**WORK INSTRUCTIONS**
Go through the listing below and output exactly the line with "every key into a", the line with "negative remainders up.", and each line between; omit the rest.

*** Opening of INPUT FOR THIS TASK ***

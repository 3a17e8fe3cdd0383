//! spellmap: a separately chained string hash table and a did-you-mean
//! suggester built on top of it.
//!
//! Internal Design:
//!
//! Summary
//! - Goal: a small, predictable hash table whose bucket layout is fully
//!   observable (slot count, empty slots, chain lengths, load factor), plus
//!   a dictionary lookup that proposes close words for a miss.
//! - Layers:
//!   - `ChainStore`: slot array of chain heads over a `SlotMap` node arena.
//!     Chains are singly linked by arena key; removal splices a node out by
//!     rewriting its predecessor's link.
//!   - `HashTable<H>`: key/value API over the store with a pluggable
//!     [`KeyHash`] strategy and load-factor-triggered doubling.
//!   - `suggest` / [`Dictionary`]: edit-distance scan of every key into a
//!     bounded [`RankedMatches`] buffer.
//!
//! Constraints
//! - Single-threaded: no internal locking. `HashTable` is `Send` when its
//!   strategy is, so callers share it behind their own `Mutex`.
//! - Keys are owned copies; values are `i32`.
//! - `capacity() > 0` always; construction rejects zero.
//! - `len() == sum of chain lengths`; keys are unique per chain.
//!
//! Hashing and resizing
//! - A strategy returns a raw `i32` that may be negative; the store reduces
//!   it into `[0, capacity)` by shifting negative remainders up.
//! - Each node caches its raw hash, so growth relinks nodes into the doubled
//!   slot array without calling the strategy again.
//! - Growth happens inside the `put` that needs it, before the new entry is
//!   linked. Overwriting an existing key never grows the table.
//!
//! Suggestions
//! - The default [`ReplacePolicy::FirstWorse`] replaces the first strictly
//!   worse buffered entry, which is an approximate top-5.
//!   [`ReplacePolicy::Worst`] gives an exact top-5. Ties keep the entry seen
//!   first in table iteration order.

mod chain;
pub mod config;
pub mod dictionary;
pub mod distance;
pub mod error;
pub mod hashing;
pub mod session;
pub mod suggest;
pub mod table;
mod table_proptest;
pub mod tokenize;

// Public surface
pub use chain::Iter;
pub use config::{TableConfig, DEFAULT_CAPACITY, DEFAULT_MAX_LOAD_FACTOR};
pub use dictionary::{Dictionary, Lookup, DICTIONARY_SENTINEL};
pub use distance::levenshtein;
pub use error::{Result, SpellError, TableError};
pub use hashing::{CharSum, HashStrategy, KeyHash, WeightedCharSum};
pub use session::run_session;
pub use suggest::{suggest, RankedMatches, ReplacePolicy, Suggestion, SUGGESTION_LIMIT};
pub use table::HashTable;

*** Close of INPUT FOR THIS TASK ***

**WRITTEN SOLUTION**
//!   - `suggest` / [`Dictionary`]: edit-distance scan of every key into a
//!     bounded [`RankedMatches`] buffer.
//!
//! Constraints
//! - Single-threaded: no internal locking. `HashTable` is `Send` when its
//!   strategy is, so callers share it behind their own `Mutex`.
//! - Keys are owned copies; values are `i32`.
//! - `capacity() > 0` always; construction rejects zero.
//! - `len() == sum of chain lengths`; keys are unique per chain.
//!
//! Hashing and resizing
//! - A strategy returns a raw `i32` that may be negative; the store reduces
//!   it into `[0, capacity)` by shifting negative remainders up.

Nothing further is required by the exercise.